Find the lines in the listing below that have the word "oneshot" and give their count, nothing else.
┌────────
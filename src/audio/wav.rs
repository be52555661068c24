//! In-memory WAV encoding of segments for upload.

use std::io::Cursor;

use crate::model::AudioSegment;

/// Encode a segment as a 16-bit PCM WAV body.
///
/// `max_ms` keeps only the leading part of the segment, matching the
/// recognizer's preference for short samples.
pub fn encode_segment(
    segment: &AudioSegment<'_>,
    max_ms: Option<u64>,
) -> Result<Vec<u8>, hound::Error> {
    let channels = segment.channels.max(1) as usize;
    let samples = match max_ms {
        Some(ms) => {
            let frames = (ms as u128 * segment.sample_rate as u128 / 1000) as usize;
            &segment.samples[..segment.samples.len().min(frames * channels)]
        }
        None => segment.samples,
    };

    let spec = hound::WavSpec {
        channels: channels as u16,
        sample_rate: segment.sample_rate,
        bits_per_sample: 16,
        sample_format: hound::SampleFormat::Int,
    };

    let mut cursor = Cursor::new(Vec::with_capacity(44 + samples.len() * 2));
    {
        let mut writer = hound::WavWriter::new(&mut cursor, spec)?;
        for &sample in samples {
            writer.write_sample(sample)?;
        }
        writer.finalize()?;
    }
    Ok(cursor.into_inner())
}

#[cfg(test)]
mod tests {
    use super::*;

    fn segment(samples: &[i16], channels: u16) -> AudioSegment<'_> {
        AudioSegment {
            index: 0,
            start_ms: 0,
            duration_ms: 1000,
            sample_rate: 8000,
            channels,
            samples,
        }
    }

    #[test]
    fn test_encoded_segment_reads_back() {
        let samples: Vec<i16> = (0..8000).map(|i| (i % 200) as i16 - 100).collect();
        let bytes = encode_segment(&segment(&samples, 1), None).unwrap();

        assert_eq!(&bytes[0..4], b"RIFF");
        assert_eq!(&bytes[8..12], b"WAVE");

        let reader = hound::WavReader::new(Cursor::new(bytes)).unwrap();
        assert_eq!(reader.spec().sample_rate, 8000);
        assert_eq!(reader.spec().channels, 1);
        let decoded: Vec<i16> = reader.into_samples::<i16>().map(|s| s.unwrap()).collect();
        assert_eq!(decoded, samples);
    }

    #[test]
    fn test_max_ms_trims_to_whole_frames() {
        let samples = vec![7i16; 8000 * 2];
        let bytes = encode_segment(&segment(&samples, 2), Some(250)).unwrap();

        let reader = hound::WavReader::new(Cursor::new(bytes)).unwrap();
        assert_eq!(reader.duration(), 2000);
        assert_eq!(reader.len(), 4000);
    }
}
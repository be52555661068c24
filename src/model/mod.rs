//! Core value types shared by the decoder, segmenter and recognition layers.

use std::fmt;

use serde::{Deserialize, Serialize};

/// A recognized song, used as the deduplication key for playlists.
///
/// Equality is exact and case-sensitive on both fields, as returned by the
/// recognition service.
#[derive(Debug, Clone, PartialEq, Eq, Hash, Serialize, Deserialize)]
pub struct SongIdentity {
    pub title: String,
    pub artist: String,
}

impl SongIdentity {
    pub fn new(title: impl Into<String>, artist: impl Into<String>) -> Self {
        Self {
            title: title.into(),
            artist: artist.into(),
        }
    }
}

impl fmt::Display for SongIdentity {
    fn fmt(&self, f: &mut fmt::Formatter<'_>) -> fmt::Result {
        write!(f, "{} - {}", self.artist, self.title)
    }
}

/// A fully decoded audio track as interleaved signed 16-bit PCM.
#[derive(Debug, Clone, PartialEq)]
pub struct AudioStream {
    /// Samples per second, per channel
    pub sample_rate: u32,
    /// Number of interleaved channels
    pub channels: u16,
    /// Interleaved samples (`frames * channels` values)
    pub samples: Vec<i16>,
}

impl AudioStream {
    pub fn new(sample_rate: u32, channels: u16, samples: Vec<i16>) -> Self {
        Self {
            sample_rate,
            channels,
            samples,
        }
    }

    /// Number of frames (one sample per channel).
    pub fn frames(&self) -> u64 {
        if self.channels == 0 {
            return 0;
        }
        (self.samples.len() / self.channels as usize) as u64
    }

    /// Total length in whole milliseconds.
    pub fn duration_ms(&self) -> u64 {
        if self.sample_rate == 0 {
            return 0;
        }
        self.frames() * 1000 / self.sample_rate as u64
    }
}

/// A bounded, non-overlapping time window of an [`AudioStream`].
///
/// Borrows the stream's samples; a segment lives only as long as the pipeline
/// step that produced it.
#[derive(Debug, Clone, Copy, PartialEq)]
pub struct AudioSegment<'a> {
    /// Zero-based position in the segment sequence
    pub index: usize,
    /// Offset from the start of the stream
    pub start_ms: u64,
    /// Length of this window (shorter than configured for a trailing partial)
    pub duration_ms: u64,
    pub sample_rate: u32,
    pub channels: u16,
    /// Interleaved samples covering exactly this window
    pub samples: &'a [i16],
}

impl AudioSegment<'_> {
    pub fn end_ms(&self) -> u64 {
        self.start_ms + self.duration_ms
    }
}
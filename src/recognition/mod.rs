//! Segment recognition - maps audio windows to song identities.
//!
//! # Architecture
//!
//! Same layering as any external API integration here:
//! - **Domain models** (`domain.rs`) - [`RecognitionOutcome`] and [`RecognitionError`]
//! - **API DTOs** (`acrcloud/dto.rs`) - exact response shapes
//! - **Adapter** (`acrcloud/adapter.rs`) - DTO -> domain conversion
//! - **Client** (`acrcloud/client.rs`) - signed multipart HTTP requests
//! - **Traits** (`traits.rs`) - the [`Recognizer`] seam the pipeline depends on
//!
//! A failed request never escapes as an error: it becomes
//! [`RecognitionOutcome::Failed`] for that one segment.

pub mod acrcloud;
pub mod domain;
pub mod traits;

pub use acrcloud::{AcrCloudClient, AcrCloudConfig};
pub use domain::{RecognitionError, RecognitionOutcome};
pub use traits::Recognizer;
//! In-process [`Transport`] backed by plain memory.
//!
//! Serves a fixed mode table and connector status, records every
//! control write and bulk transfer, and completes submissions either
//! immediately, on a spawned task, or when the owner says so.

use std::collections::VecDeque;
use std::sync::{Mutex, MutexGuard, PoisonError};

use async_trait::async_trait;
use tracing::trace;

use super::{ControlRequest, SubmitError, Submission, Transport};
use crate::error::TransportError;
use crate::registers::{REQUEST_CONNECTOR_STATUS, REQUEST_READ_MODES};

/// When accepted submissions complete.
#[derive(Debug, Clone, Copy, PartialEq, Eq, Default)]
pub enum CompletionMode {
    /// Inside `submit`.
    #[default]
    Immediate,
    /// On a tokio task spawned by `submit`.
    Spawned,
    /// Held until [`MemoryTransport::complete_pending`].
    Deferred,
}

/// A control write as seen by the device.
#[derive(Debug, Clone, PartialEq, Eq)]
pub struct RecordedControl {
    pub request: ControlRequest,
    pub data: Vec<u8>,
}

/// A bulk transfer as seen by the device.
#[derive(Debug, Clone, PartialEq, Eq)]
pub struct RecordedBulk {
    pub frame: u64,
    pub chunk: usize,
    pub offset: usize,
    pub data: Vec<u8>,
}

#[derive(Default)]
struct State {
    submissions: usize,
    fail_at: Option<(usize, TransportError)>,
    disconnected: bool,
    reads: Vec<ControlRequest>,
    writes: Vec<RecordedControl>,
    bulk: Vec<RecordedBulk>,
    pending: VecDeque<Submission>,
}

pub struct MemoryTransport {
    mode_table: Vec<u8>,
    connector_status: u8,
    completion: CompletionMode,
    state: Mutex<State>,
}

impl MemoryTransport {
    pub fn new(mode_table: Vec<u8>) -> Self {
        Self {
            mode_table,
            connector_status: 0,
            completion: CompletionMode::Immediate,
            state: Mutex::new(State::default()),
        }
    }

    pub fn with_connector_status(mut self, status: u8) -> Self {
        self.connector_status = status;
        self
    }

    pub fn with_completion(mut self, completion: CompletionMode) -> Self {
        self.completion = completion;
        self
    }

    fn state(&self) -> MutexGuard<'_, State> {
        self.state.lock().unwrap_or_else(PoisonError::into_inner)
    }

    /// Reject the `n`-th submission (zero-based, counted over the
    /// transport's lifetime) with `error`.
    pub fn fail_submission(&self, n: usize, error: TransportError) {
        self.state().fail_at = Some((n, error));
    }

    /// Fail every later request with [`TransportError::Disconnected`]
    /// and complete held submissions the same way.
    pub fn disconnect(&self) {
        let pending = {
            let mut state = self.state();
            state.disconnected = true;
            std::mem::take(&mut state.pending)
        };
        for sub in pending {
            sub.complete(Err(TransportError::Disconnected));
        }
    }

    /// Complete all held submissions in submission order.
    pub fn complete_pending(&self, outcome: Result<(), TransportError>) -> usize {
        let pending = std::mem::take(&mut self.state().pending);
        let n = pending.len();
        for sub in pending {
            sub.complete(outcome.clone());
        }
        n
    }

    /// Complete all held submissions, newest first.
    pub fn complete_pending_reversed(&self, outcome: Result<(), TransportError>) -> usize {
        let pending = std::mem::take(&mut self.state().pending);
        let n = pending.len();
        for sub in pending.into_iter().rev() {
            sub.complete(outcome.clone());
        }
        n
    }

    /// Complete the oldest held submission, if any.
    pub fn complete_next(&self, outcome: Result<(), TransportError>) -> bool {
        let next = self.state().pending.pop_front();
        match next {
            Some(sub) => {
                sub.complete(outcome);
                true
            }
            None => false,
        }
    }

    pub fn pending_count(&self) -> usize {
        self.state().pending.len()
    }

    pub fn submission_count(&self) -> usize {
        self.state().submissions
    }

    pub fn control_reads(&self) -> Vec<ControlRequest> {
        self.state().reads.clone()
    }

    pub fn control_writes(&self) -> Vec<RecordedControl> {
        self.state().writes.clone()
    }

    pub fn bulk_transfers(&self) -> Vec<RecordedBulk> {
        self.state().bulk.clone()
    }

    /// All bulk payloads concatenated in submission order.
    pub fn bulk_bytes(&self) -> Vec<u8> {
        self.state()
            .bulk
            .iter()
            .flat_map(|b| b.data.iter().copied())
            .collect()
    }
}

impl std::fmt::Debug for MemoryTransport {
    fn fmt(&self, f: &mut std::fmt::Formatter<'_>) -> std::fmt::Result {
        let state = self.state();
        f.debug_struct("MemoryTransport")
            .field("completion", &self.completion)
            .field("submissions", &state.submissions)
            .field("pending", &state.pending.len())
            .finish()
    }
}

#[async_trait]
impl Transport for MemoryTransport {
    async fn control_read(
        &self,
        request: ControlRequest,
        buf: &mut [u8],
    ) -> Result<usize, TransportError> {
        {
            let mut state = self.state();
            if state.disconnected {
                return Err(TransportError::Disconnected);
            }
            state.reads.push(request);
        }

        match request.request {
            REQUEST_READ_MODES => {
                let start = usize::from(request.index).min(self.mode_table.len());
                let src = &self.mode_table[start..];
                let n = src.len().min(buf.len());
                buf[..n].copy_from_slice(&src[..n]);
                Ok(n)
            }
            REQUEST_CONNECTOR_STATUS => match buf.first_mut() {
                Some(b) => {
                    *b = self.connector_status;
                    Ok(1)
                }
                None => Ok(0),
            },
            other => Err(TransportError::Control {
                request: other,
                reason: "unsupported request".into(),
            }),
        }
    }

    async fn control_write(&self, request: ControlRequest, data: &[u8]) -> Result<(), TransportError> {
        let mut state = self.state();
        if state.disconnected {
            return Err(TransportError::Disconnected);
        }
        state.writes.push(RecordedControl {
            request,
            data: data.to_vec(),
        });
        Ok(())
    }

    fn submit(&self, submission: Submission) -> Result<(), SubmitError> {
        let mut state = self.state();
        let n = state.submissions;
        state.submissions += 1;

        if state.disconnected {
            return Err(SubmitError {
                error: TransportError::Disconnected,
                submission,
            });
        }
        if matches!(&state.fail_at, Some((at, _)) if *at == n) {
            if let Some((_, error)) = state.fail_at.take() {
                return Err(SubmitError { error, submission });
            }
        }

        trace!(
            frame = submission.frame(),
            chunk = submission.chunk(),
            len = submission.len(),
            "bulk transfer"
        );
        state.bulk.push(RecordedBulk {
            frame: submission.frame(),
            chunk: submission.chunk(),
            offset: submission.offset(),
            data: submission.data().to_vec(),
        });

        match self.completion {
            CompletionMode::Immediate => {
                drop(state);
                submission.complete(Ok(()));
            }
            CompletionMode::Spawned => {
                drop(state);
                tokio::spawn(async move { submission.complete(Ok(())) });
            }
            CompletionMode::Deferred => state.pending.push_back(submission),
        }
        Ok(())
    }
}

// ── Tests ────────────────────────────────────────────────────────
└────────
┌────────
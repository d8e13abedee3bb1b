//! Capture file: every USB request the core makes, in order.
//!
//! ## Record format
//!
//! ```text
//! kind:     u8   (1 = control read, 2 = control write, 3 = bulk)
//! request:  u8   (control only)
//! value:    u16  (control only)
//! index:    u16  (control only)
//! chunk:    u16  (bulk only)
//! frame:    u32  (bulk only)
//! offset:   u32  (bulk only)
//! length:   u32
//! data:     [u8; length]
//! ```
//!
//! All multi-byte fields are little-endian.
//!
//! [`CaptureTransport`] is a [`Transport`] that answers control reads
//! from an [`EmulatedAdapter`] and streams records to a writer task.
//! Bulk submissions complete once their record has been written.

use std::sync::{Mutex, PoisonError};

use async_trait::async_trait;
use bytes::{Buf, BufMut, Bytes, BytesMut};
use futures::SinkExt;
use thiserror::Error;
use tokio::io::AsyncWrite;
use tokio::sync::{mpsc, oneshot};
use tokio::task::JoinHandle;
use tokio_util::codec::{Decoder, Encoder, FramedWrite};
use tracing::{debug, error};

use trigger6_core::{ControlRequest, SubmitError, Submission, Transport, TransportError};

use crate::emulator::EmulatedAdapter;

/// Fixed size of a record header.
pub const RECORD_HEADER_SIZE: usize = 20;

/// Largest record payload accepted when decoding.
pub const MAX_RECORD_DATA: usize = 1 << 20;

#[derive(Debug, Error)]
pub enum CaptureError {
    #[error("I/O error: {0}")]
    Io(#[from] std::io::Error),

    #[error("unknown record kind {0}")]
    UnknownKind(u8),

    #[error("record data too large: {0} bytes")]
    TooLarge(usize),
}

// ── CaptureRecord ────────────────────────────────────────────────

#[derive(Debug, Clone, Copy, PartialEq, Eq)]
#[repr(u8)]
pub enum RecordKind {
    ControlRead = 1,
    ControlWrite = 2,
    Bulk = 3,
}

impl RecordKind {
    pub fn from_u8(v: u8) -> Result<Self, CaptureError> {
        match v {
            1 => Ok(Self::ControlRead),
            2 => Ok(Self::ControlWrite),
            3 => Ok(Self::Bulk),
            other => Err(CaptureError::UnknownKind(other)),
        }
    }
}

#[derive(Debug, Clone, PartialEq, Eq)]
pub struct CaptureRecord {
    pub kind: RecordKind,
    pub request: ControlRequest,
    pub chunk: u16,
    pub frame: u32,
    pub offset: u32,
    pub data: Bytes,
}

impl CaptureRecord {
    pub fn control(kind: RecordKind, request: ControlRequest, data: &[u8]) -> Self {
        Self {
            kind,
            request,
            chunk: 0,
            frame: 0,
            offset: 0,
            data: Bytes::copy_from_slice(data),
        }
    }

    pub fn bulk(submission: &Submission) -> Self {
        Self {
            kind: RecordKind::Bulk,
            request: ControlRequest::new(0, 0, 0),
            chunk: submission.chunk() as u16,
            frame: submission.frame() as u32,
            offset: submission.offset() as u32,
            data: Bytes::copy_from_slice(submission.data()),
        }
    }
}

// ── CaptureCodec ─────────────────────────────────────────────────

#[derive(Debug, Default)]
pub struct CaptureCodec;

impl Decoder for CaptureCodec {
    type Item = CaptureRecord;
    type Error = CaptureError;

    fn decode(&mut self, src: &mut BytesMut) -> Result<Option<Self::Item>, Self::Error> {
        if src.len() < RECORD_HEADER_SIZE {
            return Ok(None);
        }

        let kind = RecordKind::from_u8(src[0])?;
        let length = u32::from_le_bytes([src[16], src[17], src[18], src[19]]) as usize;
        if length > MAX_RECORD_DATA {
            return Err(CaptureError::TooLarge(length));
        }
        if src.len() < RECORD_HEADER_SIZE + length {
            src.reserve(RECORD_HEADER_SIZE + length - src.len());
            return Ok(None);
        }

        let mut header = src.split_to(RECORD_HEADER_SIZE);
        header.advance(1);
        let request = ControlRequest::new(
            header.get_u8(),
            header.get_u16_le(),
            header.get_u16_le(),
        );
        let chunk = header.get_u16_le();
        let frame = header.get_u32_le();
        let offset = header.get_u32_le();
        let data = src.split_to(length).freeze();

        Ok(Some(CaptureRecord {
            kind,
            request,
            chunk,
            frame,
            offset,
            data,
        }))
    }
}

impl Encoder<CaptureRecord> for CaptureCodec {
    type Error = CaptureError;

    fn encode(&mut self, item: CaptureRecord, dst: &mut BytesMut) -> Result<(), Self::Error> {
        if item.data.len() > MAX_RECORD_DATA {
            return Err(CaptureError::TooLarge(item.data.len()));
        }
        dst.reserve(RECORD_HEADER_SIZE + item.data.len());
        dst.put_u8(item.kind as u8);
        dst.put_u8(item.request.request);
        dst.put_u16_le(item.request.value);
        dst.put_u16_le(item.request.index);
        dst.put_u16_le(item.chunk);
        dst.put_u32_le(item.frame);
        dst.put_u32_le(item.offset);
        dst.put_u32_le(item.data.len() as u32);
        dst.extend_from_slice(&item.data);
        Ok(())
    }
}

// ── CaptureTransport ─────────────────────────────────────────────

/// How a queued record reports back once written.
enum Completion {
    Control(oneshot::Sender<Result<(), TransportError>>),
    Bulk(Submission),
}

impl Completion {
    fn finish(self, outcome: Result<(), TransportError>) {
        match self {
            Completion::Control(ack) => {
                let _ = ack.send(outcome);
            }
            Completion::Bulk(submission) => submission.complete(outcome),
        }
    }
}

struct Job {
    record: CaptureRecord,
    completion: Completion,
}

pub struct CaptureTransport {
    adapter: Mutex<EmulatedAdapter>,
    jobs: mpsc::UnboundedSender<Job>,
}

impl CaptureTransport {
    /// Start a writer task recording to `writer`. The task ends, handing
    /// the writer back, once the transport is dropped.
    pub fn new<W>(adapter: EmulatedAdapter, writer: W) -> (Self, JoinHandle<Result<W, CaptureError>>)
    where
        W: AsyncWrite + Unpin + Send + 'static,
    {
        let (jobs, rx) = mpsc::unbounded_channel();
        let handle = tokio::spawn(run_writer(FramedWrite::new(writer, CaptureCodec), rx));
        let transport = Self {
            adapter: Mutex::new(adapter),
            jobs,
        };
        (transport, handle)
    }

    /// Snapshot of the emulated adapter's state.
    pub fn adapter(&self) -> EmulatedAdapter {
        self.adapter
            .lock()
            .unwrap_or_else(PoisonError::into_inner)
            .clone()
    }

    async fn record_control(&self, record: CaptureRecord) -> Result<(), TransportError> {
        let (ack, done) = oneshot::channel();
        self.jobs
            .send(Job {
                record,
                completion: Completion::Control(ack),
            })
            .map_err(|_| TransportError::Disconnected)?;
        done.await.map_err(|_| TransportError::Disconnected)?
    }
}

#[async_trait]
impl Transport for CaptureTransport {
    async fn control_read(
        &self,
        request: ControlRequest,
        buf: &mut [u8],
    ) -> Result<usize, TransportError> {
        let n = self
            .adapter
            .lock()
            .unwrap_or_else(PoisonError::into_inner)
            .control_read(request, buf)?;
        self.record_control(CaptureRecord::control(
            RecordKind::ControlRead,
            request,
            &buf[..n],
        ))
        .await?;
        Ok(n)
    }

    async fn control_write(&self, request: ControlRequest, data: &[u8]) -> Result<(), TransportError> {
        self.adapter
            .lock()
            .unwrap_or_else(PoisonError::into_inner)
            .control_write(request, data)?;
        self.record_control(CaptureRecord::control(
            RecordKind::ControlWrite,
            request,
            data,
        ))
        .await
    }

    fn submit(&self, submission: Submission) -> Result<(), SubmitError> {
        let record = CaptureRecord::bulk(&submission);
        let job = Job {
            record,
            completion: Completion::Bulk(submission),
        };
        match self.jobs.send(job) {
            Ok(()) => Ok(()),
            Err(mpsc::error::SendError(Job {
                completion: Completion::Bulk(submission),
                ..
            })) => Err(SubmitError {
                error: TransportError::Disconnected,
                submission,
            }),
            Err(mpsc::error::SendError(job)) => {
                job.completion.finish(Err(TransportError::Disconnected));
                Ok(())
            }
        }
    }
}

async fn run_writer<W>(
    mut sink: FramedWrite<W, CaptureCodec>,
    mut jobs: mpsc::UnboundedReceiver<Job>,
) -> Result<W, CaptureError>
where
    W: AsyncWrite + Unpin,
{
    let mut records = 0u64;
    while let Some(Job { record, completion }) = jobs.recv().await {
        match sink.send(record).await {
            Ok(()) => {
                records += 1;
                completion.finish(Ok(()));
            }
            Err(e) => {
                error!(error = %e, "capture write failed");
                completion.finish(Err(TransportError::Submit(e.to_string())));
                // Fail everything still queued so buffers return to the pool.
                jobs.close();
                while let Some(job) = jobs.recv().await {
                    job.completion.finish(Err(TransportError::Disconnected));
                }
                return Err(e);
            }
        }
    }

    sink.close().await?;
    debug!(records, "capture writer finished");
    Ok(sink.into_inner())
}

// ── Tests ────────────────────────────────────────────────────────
└────────
┌────────
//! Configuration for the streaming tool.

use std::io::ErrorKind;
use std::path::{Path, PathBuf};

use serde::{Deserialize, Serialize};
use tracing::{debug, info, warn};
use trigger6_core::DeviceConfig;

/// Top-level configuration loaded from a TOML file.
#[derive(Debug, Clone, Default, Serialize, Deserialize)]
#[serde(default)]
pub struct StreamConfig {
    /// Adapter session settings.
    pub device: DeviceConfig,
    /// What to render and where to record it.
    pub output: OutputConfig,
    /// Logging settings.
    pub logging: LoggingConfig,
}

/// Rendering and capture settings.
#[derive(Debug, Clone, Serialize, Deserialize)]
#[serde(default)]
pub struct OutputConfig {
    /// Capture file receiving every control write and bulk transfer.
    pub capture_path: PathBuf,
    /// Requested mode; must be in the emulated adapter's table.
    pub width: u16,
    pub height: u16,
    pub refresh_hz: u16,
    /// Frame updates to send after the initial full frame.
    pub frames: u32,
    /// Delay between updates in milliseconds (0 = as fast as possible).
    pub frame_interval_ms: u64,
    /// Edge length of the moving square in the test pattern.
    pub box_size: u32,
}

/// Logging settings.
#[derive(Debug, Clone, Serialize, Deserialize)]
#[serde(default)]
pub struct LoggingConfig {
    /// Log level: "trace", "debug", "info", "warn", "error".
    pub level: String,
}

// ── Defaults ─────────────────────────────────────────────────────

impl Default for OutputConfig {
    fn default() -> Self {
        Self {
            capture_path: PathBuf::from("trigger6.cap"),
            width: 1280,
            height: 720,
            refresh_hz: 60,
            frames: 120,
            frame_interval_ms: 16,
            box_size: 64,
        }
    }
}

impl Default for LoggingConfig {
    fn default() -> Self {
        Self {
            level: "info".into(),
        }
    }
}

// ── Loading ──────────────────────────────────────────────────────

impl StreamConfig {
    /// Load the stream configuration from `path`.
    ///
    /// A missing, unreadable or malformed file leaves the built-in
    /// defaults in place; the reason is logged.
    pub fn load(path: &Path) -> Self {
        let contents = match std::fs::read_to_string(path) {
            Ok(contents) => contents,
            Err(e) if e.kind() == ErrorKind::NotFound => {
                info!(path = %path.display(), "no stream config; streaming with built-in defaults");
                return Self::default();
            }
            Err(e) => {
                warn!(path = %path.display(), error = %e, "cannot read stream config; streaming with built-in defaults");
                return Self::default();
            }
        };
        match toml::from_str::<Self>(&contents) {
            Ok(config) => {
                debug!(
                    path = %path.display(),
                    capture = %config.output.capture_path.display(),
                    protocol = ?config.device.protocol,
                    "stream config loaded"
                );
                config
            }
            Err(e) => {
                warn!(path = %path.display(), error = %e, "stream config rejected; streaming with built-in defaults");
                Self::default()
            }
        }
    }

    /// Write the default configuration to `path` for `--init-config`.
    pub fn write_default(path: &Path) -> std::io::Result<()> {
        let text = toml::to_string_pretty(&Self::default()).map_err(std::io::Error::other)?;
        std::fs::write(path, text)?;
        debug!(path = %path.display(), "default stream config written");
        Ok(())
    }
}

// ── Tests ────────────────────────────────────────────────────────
└────────
### Task output
3